Editorial: New Safety Thrust From AAA
AAA, formerly the American Automobile Association, has finally accepted what we’ve been reporting for years: In car-truck crashes, it’s more often the automobile driver who’s at fault.
Not that the truck driver is always the innocent party, or that actions by truckers don’t contribute to collisions.
But AAA last week embraced the results of a study it had commissioned on its own, which found that in about 80% of fatal car-truck crashes the auto driver committed at least one unsafe driving act, while truckers did so in about 27% of the cases. Further, 75% of all driver errors studied were linked to the automobile drivers.

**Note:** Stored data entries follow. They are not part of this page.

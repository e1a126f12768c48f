use crate::cache::{ObjectCache, register::get_object_cache_plugin};
use crate::config::AppConfig;
use crate::models::users::entities::UserRole;
use crate::models::users::requests::CreateUserRequest;
use crate::storage::Storage;
use crate::utils::password::hash_password;
use std::sync::Arc;
use tracing::{debug, error, info, warn};

pub struct StartupContext {
    pub storage: Arc<dyn Storage>,
    pub cache: Arc<dyn ObjectCache>,
}

async fn try_cache_backend(name: &str) -> Option<Arc<dyn ObjectCache>> {
    let constructor = get_object_cache_plugin(name)?;
    match constructor().await {
        Ok(cache) => {
            warn!("Successfully created {} cache backend", name);
            Some(Arc::from(cache))
        }
        Err(e) => {
            warn!("Failed to create {} cache: {}", name, e);
            None
        }
    }
}

/// 创建缓存实例
/// 配置的后端不可用时回退到进程内的 Moka 缓存
async fn create_cache() -> Result<Arc<dyn ObjectCache>, Box<dyn std::error::Error>> {
    let cache_type = &AppConfig::get().cache.cache_type;
    warn!("Attempting to create {} cache backend", cache_type);

    if get_object_cache_plugin(cache_type).is_none() {
        warn!("Cache backend '{}' not found in registry", cache_type);
    } else if let Some(cache) = try_cache_backend(cache_type).await {
        return Ok(cache);
    }

    if cache_type != "moka" {
        warn!("Falling back to memory cache");
        if let Some(cache) = try_cache_backend("moka").await {
            return Ok(cache);
        }
    }

    Err(format!("No cache backend available (tried: {cache_type})").into())
}

/// 生成随机密码
fn generate_random_password(length: usize) -> String {
    use rand::Rng;
    const CHARSET: &[u8] = b"ABCDEFGHIJKLMNOPQRSTUVWXYZabcdefghijklmnopqrstuvwxyz0123456789!@#$%";
    let mut rng = rand::rng();
    (0..length)
        .map(|_| {
            let idx = rng.random_range(0..CHARSET.len());
            CHARSET[idx] as char
        })
        .collect()
}

/// 数据库为空时创建默认管理员账号
async fn seed_admin(storage: &Arc<dyn Storage>) {
    match storage.count_users().await {
        Ok(count) if count > 0 => {
            debug!(
                "Database already has {} user(s), skipping admin seed",
                count
            );
            return;
        }
        Ok(_) => {
            info!("No users found in database, creating default admin account...");
        }
        Err(e) => {
            warn!("Failed to count users: {}, skipping admin seed", e);
            return;
        }
    }

    // 优先使用环境变量中的密码
    let password = std::env::var("ADMIN_PASSWORD").unwrap_or_else(|_| {
        let pwd = generate_random_password(16);
        warn!("==========================================================");
        warn!("  ADMIN PASSWORD NOT SET - USING GENERATED PASSWORD");
        warn!("  Generated admin password: {}", pwd);
        warn!("  Please save this password or set ADMIN_PASSWORD env var");
        warn!("==========================================================");
        pwd
    });

    let password_hash = match hash_password(&password) {
        Ok(hash) => hash,
        Err(e) => {
            warn!("Failed to hash admin password: {}, skipping admin seed", e);
            return;
        }
    };

    let admin_request = CreateUserRequest {
        username: "admin".to_string(),
        email: "admin@localhost".to_string(),
        password: password_hash,
        role: UserRole::Admin,
        display_name: Some("Administrator".to_string()),
    };

    match storage.create_user(admin_request).await {
        Ok(user) => {
            info!(
                "Default admin account created successfully (ID: {}, username: {})",
                user.id, user.username
            );
        }
        Err(e) => {
            warn!("Failed to create admin account: {}", e);
        }
    }
}

/// 清理已过期的令牌黑名单记录
async fn purge_token_blacklist(storage: &Arc<dyn Storage>) {
    let now = chrono::Utc::now().timestamp();
    match storage.purge_expired_tokens(now).await {
        Ok(0) => {}
        Ok(removed) => info!("Purged {} expired blacklist entries", removed),
        Err(e) => warn!("Failed to purge token blacklist: {}", e),
    }
}

/// 准备服务器启动的上下文
pub async fn prepare_server_startup() -> StartupContext {
    rustls::crypto::ring::default_provider()
        .install_default()
        .expect("Failed to install rustls crypto provider");

    let config = AppConfig::get();
    if config.uses_default_jwt_secret() {
        if config.is_production() {
            error!("JWT secret is the built-in development value; set JWT_SECRET in production");
        } else {
            warn!("Using the built-in development JWT secret");
        }
    }

    crate::cache::register_builtin_plugins();
    if cfg!(debug_assertions) {
        crate::cache::register::debug_object_cache_registry();
        debug!("Debug mode: Cache registry is enabled");
    }

    let storage = crate::storage::create_storage()
        .await
        .expect("Failed to create storage backend");
    warn!("Storage backend initialized and migrations completed");

    seed_admin(&storage).await;
    purge_token_blacklist(&storage).await;

    let cache = create_cache().await.expect("Failed to create cache");
    warn!("Cache backend initialized");

    StartupContext { storage, cache }
}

What’s important, of course, is not an I-told-you-so, but rather that AAA has now signed on as an active participant in the campaign to educate four-wheelers on how to operate safely around tractor-trailers and other heavy trucks.
“We concluded that most of the car-truck crashes happen because people drive around these big trucks the same way they drive around cars,” said Peter Kissinger, president of the AAA Foundation for Traffic Safety.
AAA officials said motorists need to be taught defensive driving skills and better understand the challenges truck drivers face.
merican Trucking Associations President William Canary applauded AAA’s efforts.
“Joining together to call for greater educational opportunities as well as stronger, more visible enforcement of current traffic laws . . . is simply the right thing to do,” he said.
The AAA study was conducted by the University of Michigan Transportation Research Institute, which examined some 46,000 fatal crashes that occurred between 1995 and 1998.
The auto association said it would add extra resources to its existing “Share With Care” program, which offers both truck and auto drivers advice on how to avoid accidents. AAA also said it would push its safety message through its ongoing driver education and improvement programs and through the brochures it provides to its 45 million members.
We’re delighted to have AAA joining the trucking industry in improving highway safety by helping the drivers of cars and trucks better understand each other. It’s a significant step in preventing crashes.